The band members seem to derive a collective sense of accomplishment from their work. And the bond they form through the long hours of preparation leads them to view one another more like family than bandmates.
“We take a lot of pride in it,” said Jamie Roscoe, a drum major with the band. “There’s a lot of dedication.”
The marchers practice in four separate units, a process than can seem a bit peculiar to an onlooker used to watching the syncopation of the performance as a whole.
Outside the band room, the drum line keeps the beat absent any musical cues; the pit percussion players start their practice inside thumping notes on xylophones and marimbas.

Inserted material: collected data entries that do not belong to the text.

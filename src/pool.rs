//! Pooled HTTP client for forwarding requests to backends

use http_body_util::{combinators::BoxBody, BodyExt};
use hyper::body::{Bytes, Incoming};
use hyper::{Request, Response, Uri};
use hyper_util::client::legacy::connect::HttpConnector;
use hyper_util::client::legacy::Client;
use hyper_util::rt::TokioExecutor;
use std::sync::atomic::{AtomicU64, Ordering};
use std::sync::Arc;
use std::time::Duration;
use tracing::debug;

/// Error type for connection pool operations
#[derive(Debug, thiserror::Error)]
pub enum PoolError {
    #[error("client error: {0}")]
    Client(#[from] hyper_util::client::legacy::Error),
}

/// Request counters for the pool
#[derive(Debug, Default)]
pub struct PoolStats {
    pub total_requests: AtomicU64,
    pub failed_requests: AtomicU64,
}

impl PoolStats {
    pub fn record_request(&self) {
        self.total_requests.fetch_add(1, Ordering::Relaxed);
    }

    pub fn record_failure(&self) {
        self.failed_requests.fetch_add(1, Ordering::Relaxed);
    }

    pub fn get_total_requests(&self) -> u64 {
        self.total_requests.load(Ordering::Relaxed)
    }

    pub fn get_failed_requests(&self) -> u64 {
        self.failed_requests.load(Ordering::Relaxed)
    }
}

#[derive(Debug, Clone)]
pub struct PoolConfig {
    /// Maximum idle connections per host
    pub max_idle_per_host: usize,
    /// Idle connection timeout
    pub idle_timeout: Duration,
}

impl Default for PoolConfig {
    fn default() -> Self {
        Self {
            max_idle_per_host: 10,
            idle_timeout: Duration::from_secs(90),
        }
    }
}

/// Keep-alive connection pool shared by all proxied requests
pub struct ConnectionPool {
    client: Client<HttpConnector, Incoming>,
    stats: Arc<PoolStats>,
    config: PoolConfig,
}

impl ConnectionPool {
    pub fn new(config: PoolConfig) -> Self {
        let mut connector = HttpConnector::new();
        connector.set_nodelay(true);
        connector.enforce_http(true);

        let client = Client::builder(TokioExecutor::new())
            .pool_max_idle_per_host(config.max_idle_per_host)
            .pool_idle_timeout(config.idle_timeout)
            .build(connector);

        debug!(
            max_idle = config.max_idle_per_host,
            idle_timeout_secs = config.idle_timeout.as_secs(),
            "Connection pool initialized"
        );

        Self {
            client,
            stats: Arc::new(PoolStats::default()),
            config,
        }
    }

    pub fn config(&self) -> &PoolConfig {
        &self.config
    }

    pub fn stats(&self) -> Arc<PoolStats> {
        Arc::clone(&self.stats)
    }

    /// Forward `req` to `uri`, keeping method, headers and body
    pub async fn send_request(
        &self,
        req: Request<Incoming>,
        uri: Uri,
    ) -> Result<Response<BoxBody<Bytes, hyper::Error>>, PoolError> {
        let (mut parts, body) = req.into_parts();
        parts.uri = uri;
        // Let the client pick the protocol for the upstream hop
        parts.version = hyper::Version::HTTP_11;
        let backend_req = Request::from_parts(parts, body);

        self.stats.record_request();

        let response = match self.client.request(backend_req).await {
            Ok(response) => response,
            Err(e) => {
                self.stats.record_failure();
                return Err(e.into());
            }
        };

        let (parts, body) = response.into_parts();
        Ok(Response::from_parts(parts, body.boxed()))
    }
}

On the field, the brass and wind instrument players practice their steps absent the beats of the percussionists. Nearby, the color guard twirls their flags to a different beat from the notes echoing around them.
By nightfall, the entire band comes together, and suddenly the chaotic sounds and movements come together in perfect syncopation. It’s the moment relished by everyone in the band.
“When you finally hear what it’s supposed to sound like — when it all comes together — it’s just such a great feeling,” said Laven, a violinist who devoted herself to the marching band, on xylophone, marimba and cymbals, after hearing them play for the first time three years ago.
Team effort
The reputation of the marching band is enough to draw accomplished volunteers to help at practices. Art Cornell began working with the band this year but has known about them since his days marching with the former program at Clifton Park’s Shenendehowa High School two decades ago.
“They’re basically the best band in the area, that’s why,” he said, explaining his decision to help out.
But the band couldn’t hit the field without an equally dedicated group of parent volunteers, Bushey said. The parents chip in with everything from fundraising to transportation. Their dedication ensured that the Marching Warriors arrived on time for their Governor’s Cup performance in 2006. A caravan of parents following the band’s four buses ended up driving a sizable contingent of the band to the Carrier Dome in Syracuse after one of the four buses broke down.
“It’s a lot of dedication for the students, but it’s also a lot of dedication for the parents too,” said parent volunteer Nora Sabatini, whose daughter Audrey is one of the band’s drum majors.
But the hard work and dedication is always worth it once the performance comes together, Audrey Sabatini said. All of the long hours, all of the travel and all of the work, “it’s all worth it in the end,” she said. “Every single moment.”